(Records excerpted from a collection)
________________________

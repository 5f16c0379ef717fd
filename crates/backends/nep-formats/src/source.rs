//! Byte sources shared by the backends: a file on disk or an in-memory image.

use std::fs::File;
use std::io::{self, Read, Seek, SeekFrom};
use std::path::Path;

use nep_abi::{NcError, NcResult};

#[derive(Debug)]
pub enum Source {
    File(File),
    Memory(Vec<u8>),
}

impl Source {
    /// The in-memory image if one was handed to `open`, otherwise the file.
    pub fn open(path: &str, memory: Option<&[u8]>) -> NcResult<Self> {
        match memory {
            Some(image) => Ok(Source::Memory(image.to_vec())),
            None => Ok(Source::File(File::open(Path::new(path))?)),
        }
    }

    pub fn read_at(&mut self, offset: u64, buf: &mut [u8]) -> io::Result<()> {
        match self {
            Source::File(f) => {
                f.seek(SeekFrom::Start(offset))?;
                f.read_exact(buf)
            }
            Source::Memory(image) => {
                let start = usize::try_from(offset).map_err(|_| eof(offset))?;
                let end = start.checked_add(buf.len()).ok_or_else(|| eof(offset))?;
                let src = image.get(start..end).ok_or_else(|| eof(offset))?;
                buf.copy_from_slice(src);
                Ok(())
            }
        }
    }

    /// Up to `n` leading bytes; shorter if the source is shorter.
    pub fn prefix(&mut self, n: usize) -> io::Result<Vec<u8>> {
        match self {
            Source::File(f) => {
                f.seek(SeekFrom::Start(0))?;
                let mut out = Vec::with_capacity(n);
                f.take(n as u64).read_to_end(&mut out)?;
                Ok(out)
            }
            Source::Memory(image) => Ok(image[..image.len().min(n)].to_vec()),
        }
    }
}

fn eof(offset: u64) -> io::Error {
    io::Error::new(
        io::ErrorKind::UnexpectedEof,
        format!("read past the end of the image at offset {offset}"),
    )
}

/// Open `path` (or the image) and require it to start with `magic`.
pub fn open_with_magic(
    path: &str,
    memory: Option<&[u8]>,
    magic: &[u8],
    what: &str,
) -> NcResult<(Source, Vec<u8>)> {
    let mut src = Source::open(path, memory)?;
    let head = src.prefix(16)?;
    if !head.starts_with(magic) {
        return Err(NcError::DetectionFailed(format!("{path} is not a {what} file")));
    }
    Ok((src, head))
}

________________________

◆ DIRECTIONS
The records above are to be given again in full, exactly.

◆ TASK OUTPUT
repository 5f16c0379ef717fd
filename crates/backends/nep-formats/src/source.rs
//! Byte sources shared by the backends: a file on disk or an in-memory image.

use std::fs::File;
use std::io::{self, Read, Seek, SeekFrom};
use std::path::Path;

use nep_abi::{NcError, NcResult};

#[derive(Debug)]
pub enum Source {
    File(File),
    Memory(Vec<u8>),
}

impl Source {
    /// The in-memory image if one was handed to `open`, otherwise the file.
    pub fn open(path: &str, memory: Option<&[u8]>) -> NcResult<Self> {
        match memory {
            Some(image) => Ok(Source::Memory(image.to_vec())),
            None => Ok(Source::File(File::open(Path::new(path))?)),
        }
    }

    pub fn read_at(&mut self, offset: u64, buf: &mut [u8]) -> io::Result<()> {
        match self {
            Source::File(f) => {
                f.seek(SeekFrom::Start(offset))?;
                f.read_exact(buf)
            }
            Source::Memory(image) => {
                let start = usize::try_from(offset).map_err(|_| eof(offset))?;
                let end = start.checked_add(buf.len()).ok_or_else(|| eof(offset))?;
                let src = image.get(start..end).ok_or_else(|| eof(offset))?;
                buf.copy_from_slice(src);
                Ok(())
            }
        }
    }

    /// Up to `n` leading bytes; shorter if the source is shorter.
    pub fn prefix(&mut self, n: usize) -> io::Result<Vec<u8>> {
        match self {
            Source::File(f) => {
                f.seek(SeekFrom::Start(0))?;
                let mut out = Vec::with_capacity(n);
                f.take(n as u64).read_to_end(&mut out)?;
                Ok(out)
            }
            Source::Memory(image) => Ok(image[..image.len().min(n)].to_vec()),
        }
    }
}

fn eof(offset: u64) -> io::Error {
    io::Error::new(
        io::ErrorKind::UnexpectedEof,
        format!("read past the end of the image at offset {offset}"),
    )
}

/// Open `path` (or the image) and require it to start with `magic`.
pub fn open_with_magic(
    path: &str,
    memory: Option<&[u8]>,
    magic: &[u8],
    what: &str,
) -> NcResult<(Source, Vec<u8>)> {
    let mut src = Source::open(path, memory)?;
    let head = src.prefix(16)?;
    if !head.starts_with(magic) {
        return Err(NcError::DetectionFailed(format!("{path} is not a {what} file")));
    }
    Ok((src, head))
}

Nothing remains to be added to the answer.